The pullout -- unveiled earlier this year as part of the Pentagon's plan to make U.S. troops stationed abroad more mobile for deployment to global hot spots -- marks one of the most significant reductions in U.S. troops on the Korean Peninsula in decades. However, South Korean officials, whose military was scheduled to pick up the slack, complained that the massive withdrawal was being planned too quickly and that they needed more time to take over the missions now run by U.S. forces. They also said a rapid withdrawal could generate a "security gap" with North Korea.
After months of negotiations, U.S. and South Korean officials decided to conduct the first phase of the withdrawal this year, with 5,000 U.S. troops leaving South Korea, including the 2nd Brigade Combat Team and associated units, some of which have already been dispatched to Iraq.
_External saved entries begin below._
use autoreg_plugin::{
    CodecError, InjectionSite, MethodInvocation, Registration, UnitCodec, UnitHeader,
};
use ristretto_classfile::attributes::{Attribute, Instruction};
use ristretto_classfile::{ClassAccessFlags, ClassFile, Constant, ConstantPool};
use std::io::Cursor;

use crate::rewrite;

const CLASS_SUFFIX: &str = ".class";
const SKIPPED_UNITS: [&str; 2] = ["module-info.class", "package-info.class"];

/// [`UnitCodec`] for JVM class files.
#[derive(Debug, Default, Clone, Copy)]
pub struct ClassFileCodec;

impl ClassFileCodec {
    pub fn new() -> Self {
        Self
    }
}

pub(crate) fn parse_class(bytes: &[u8]) -> Result<ClassFile, CodecError> {
    ClassFile::from_bytes(&mut Cursor::new(bytes.to_vec()))
        .map_err(|e| CodecError::Malformed(format!("failed to parse class: {e:?}")))
}

pub(crate) fn class_name_at(pool: &ConstantPool, index: u16) -> Result<String, CodecError> {
    pool.try_get_class(index)
        .map(|name| name.to_string())
        .map_err(|e| CodecError::Malformed(format!("bad class constant #{index}: {e:?}")))
}

fn utf8_at(pool: &ConstantPool, index: u16) -> Result<String, CodecError> {
    pool.try_get_utf8(index)
        .map(|value| value.to_string())
        .map_err(|e| CodecError::Malformed(format!("bad utf8 constant #{index}: {e:?}")))
}

/// Index of the method matching the site's name and descriptor.
pub(crate) fn find_method(class: &ClassFile, site: &InjectionSite) -> Result<usize, CodecError> {
    for (index, method) in class.methods.iter().enumerate() {
        let name = utf8_at(&class.constant_pool, method.name_index)?;
        let descriptor = utf8_at(&class.constant_pool, method.descriptor_index)?;
        if name == site.method_name && descriptor == site.descriptor {
            return Ok(index);
        }
    }
    Err(CodecError::MethodNotFound {
        class: site.class_name.clone(),
        method: site.method_name.clone(),
        descriptor: site.descriptor.clone(),
    })
}

fn resolve_method_ref(pool: &ConstantPool, index: u16) -> Result<MethodInvocation, CodecError> {
    let malformed = |e: ristretto_classfile::Error| {
        CodecError::Malformed(format!("bad method constant #{index}: {e:?}"))
    };
    let (class_index, name_and_type_index) = match pool.try_get(index).map_err(malformed)? {
        Constant::MethodRef {
            class_index,
            name_and_type_index,
        }
        | Constant::InterfaceMethodRef {
            class_index,
            name_and_type_index,
        } => (*class_index, *name_and_type_index),
        other => {
            return Err(CodecError::Malformed(format!(
                "constant #{index} is not a method reference: {other:?}"
            )));
        }
    };
    let malformed = |e: ristretto_classfile::Error| {
        CodecError::Malformed(format!("bad name-and-type #{name_and_type_index}: {e:?}"))
    };
    let name_and_type = pool.try_get(name_and_type_index).map_err(malformed)?;
    let (name_index, descriptor_index) = match name_and_type {
        Constant::NameAndType {
            name_index,
            descriptor_index,
        } => (*name_index, *descriptor_index),
        other => {
            return Err(CodecError::Malformed(format!(
                "constant #{name_and_type_index} is not a name-and-type: {other:?}"
            )));
        }
    };

    Ok(MethodInvocation {
        owner: class_name_at(pool, class_index)?,
        name: utf8_at(pool, name_index)?,
        descriptor: utf8_at(pool, descriptor_index)?,
    })
}

impl UnitCodec for ClassFileCodec {
    fn name(&self) -> &str {
        "classfile"
    }

    fn accepts_entry(&self, entry_name: &str) -> bool {
        if !entry_name.ends_with(CLASS_SUFFIX) || entry_name.starts_with("META-INF/") {
            return false;
        }
        let file_name = entry_name.rsplit('/').next().unwrap_or(entry_name);
        !SKIPPED_UNITS.contains(&file_name)
    }

    fn read_header(&self, bytes: &[u8]) -> Result<UnitHeader, CodecError> {
        let class = parse_class(bytes)?;
        let pool = &class.constant_pool;

        let name = class_name_at(pool, class.this_class)?;
        let super_name = match class.super_class {
            0 => None,
            index => Some(class_name_at(pool, index)?),
        };
        let interfaces = class
            .interfaces
            .iter()
            .map(|index| class_name_at(pool, *index))
            .collect::<Result<Vec<_>, _>>()?;

        Ok(UnitHeader {
            name,
            super_name,
            interfaces,
            is_abstract: class.access_flags.contains(ClassAccessFlags::ABSTRACT),
            is_interface: class.access_flags.contains(ClassAccessFlags::INTERFACE),
        })
    }

    fn inject(
        &self,
        bytes: &[u8],
        site: &InjectionSite,
        registrations: &[Registration],
    ) -> Result<Vec<u8>, CodecError> {
        let mut class = parse_class(bytes)?;
        rewrite::append_registrations(&mut class, site, registrations)?;

        let mut out = Vec::with_capacity(bytes.len() + registrations.len() * 16);
        class
            .to_bytes(&mut out)
            .map_err(|e| CodecError::Encode(format!("{site}: {e:?}")))?;
        Ok(out)
    }

    fn invocations(
        &self,
        bytes: &[u8],
        site: &InjectionSite,
    ) -> Result<Vec<MethodInvocation>, CodecError> {
        let class = parse_class(bytes)?;
        let index = find_method(&class, site)?;

        let mut calls = Vec::new();
        for attribute in &class.methods[index].attributes {
            let Attribute::Code { code, .. } = attribute else {
                continue;
            };
            for instruction in code {
                let method_index = match instruction {
                    Instruction::Invokestatic(i)
                    | Instruction::Invokevirtual(i)
                    | Instruction::Invokespecial(i) => *i,
                    _ => continue,
                };
                calls.push(resolve_method_ref(&class.constant_pool, method_index)?);
            }
        }
        Ok(calls)
    }
}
During 2005 and 2006, the United States will redeploy a total of 5,000 troops, according to a Pentagon statement. From 2007 to 2008, the redeployment will be completed with the withdrawal of 2,500 troops, primarily support units and personnel.
Under the agreement, South Korean forces will take over security from U.S. troops at the joint security area in the Demilitarized Zone separating North and South Korea -- the world's most heavily militarized border.
"The United States and South Korea fully considered the combined requirement to maintain a robust deterrent and defense capability while increasing combat capacity," the Pentagon said in the statement. "Additionally, consultations considered the Korean public's perceptions regarding a potential security gap."